### [ACTION ITEM]
Reproduce each line of the data exactly as it is.

### [RECORDS FOR THIS TASK]

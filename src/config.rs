use crate::error::{Result, SemanticVersionError};
use serde::{Deserialize, Serialize};
use std::fs;
use std::path::Path;

/// Default configuration file name looked up in the working directory
pub const CONFIG_FILE_NAME: &str = "semantic-version.toml";

/// Represents the complete configuration for semantic-version.
///
/// Every field has a default, so a partial TOML file is valid.
#[derive(Debug, Deserialize, Serialize, Clone, PartialEq)]
#[serde(default)]
pub struct Config {
    /// Branch or revision to compute the version for
    pub branch: String,

    pub tag_prefix: String,

    pub major_pattern: String,
    pub major_flags: String,

    pub minor_pattern: String,
    pub minor_flags: String,

    /// Template for the formatted version
    pub version_format: String,

    /// Suffix appended to tags as `-<namespace>`
    pub namespace: String,

    /// Bump the patch number on every commit
    pub bump_each_commit: bool,

    /// Only commits matching this pattern bump the patch in continuous mode
    pub bump_each_commit_patch_pattern: String,

    pub search_commit_body: bool,

    /// `csv` or `json`
    pub user_format_type: String,

    /// Keep major at 0 until a 1.0.0 tag exists
    pub enable_prerelease_mode: bool,

    /// Space separated paths; when set only commits touching them count
    pub change_path: String,

    pub debug: bool,
}

impl Default for Config {
    fn default() -> Self {
        Config {
            branch: "HEAD".to_string(),
            tag_prefix: "v".to_string(),
            major_pattern: "(MAJOR)".to_string(),
            major_flags: String::new(),
            minor_pattern: "(MINOR)".to_string(),
            minor_flags: String::new(),
            version_format: "{major}.{minor}.{patch}".to_string(),
            namespace: String::new(),
            bump_each_commit: false,
            bump_each_commit_patch_pattern: String::new(),
            search_commit_body: false,
            user_format_type: "csv".to_string(),
            enable_prerelease_mode: false,
            change_path: String::new(),
            debug: false,
        }
    }
}

impl Config {
    /// Paths configured for change detection
    pub fn change_paths(&self) -> Vec<String> {
        self.change_path
            .split_whitespace()
            .map(|s| s.to_string())
            .collect()
    }

    /// Check values the rest of the pipeline relies on
    pub fn validate(&self) -> Result<()> {
        if self.branch.trim().is_empty() {
            return Err(SemanticVersionError::config("branch must not be empty"));
        }
        if self.major_pattern.is_empty() || self.minor_pattern.is_empty() {
            return Err(SemanticVersionError::config(
                "major_pattern and minor_pattern must not be empty",
            ));
        }
        if !matches!(self.user_format_type.as_str(), "csv" | "json") {
            return Err(SemanticVersionError::config(format!(
                "unknown user_format_type '{}', expected 'csv' or 'json'",
                self.user_format_type
            )));
        }
        Ok(())
    }
}

/// Loads configuration from file or returns defaults.
///
/// Attempts to load configuration in the following order:
/// 1. Custom path provided as parameter
/// 2. `semantic-version.toml` in current directory
/// 3. `.semantic-version.toml` in user config directory
/// 4. Default configuration if no file found
///
/// # Errors
/// Fails if a file exists but cannot be read or parsed.
pub fn load_config(config_path: Option<&str>) -> Result<Config> {
    let config_str = if let Some(path) = config_path {
        fs::read_to_string(path)?
    } else if Path::new(CONFIG_FILE_NAME).exists() {
        fs::read_to_string(CONFIG_FILE_NAME)?
    } else if let Some(config_dir) = dirs::config_dir() {
        let config_path = config_dir.join(format!(".{}", CONFIG_FILE_NAME));
        if config_path.exists() {
            fs::read_to_string(config_path)?
        } else {
            return Ok(Config::default());
        }
    } else {
        return Ok(Config::default());
    };

    parse_config(&config_str)
}

/// Parse a TOML document into a configuration
pub fn parse_config(config_str: &str) -> Result<Config> {
    toml::from_str(config_str).map_err(|e| SemanticVersionError::config(e.to_string()))
}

### [EXERCISE SOLUTION]
filename src/config.rs
use crate::error::{Result, SemanticVersionError};
use serde::{Deserialize, Serialize};
use std::fs;
use std::path::Path;

/// Default configuration file name looked up in the working directory
pub const CONFIG_FILE_NAME: &str = "semantic-version.toml";

/// Represents the complete configuration for semantic-version.
///
/// Every field has a default, so a partial TOML file is valid.
#[derive(Debug, Deserialize, Serialize, Clone, PartialEq)]
#[serde(default)]
pub struct Config {
    /// Branch or revision to compute the version for
    pub branch: String,

    pub tag_prefix: String,

    pub major_pattern: String,
    pub major_flags: String,

    pub minor_pattern: String,
    pub minor_flags: String,

    /// Template for the formatted version
    pub version_format: String,

    /// Suffix appended to tags as `-<namespace>`
    pub namespace: String,

    /// Bump the patch number on every commit
    pub bump_each_commit: bool,

    /// Only commits matching this pattern bump the patch in continuous mode
    pub bump_each_commit_patch_pattern: String,

    pub search_commit_body: bool,

    /// `csv` or `json`
    pub user_format_type: String,

    /// Keep major at 0 until a 1.0.0 tag exists
    pub enable_prerelease_mode: bool,

    /// Space separated paths; when set only commits touching them count
    pub change_path: String,

    pub debug: bool,
}

impl Default for Config {
    fn default() -> Self {
        Config {
            branch: "HEAD".to_string(),
            tag_prefix: "v".to_string(),
            major_pattern: "(MAJOR)".to_string(),
            major_flags: String::new(),
            minor_pattern: "(MINOR)".to_string(),
            minor_flags: String::new(),
            version_format: "{major}.{minor}.{patch}".to_string(),
            namespace: String::new(),
            bump_each_commit: false,
            bump_each_commit_patch_pattern: String::new(),
            search_commit_body: false,
            user_format_type: "csv".to_string(),
            enable_prerelease_mode: false,
            change_path: String::new(),
            debug: false,
        }
    }
}

impl Config {
    /// Paths configured for change detection
    pub fn change_paths(&self) -> Vec<String> {
        self.change_path
            .split_whitespace()
            .map(|s| s.to_string())
            .collect()
    }

    /// Check values the rest of the pipeline relies on
    pub fn validate(&self) -> Result<()> {
        if self.branch.trim().is_empty() {
            return Err(SemanticVersionError::config("branch must not be empty"));
        }
        if self.major_pattern.is_empty() || self.minor_pattern.is_empty() {
            return Err(SemanticVersionError::config(
                "major_pattern and minor_pattern must not be empty",
            ));
        }
        if !matches!(self.user_format_type.as_str(), "csv" | "json") {
            return Err(SemanticVersionError::config(format!(
                "unknown user_format_type '{}', expected 'csv' or 'json'",
                self.user_format_type
            )));
        }
        Ok(())
    }
}

/// Loads configuration from file or returns defaults.
///
/// Attempts to load configuration in the following order:
/// 1. Custom path provided as parameter
/// 2. `semantic-version.toml` in current directory
/// 3. `.semantic-version.toml` in user config directory
/// 4. Default configuration if no file found
///
/// # Errors
/// Fails if a file exists but cannot be read or parsed.
pub fn load_config(config_path: Option<&str>) -> Result<Config> {
    let config_str = if let Some(path) = config_path {
        fs::read_to_string(path)?
    } else if Path::new(CONFIG_FILE_NAME).exists() {
        fs::read_to_string(CONFIG_FILE_NAME)?
    } else if let Some(config_dir) = dirs::config_dir() {
        let config_path = config_dir.join(format!(".{}", CONFIG_FILE_NAME));
        if config_path.exists() {
            fs::read_to_string(config_path)?
        } else {
            return Ok(Config::default());
        }
    } else {
        return Ok(Config::default());
    };

    parse_config(&config_str)
}

/// Parse a TOML document into a configuration
pub fn parse_config(config_str: &str) -> Result<Config> {
    toml::from_str(config_str).map_err(|e| SemanticVersionError::config(e.to_string()))
}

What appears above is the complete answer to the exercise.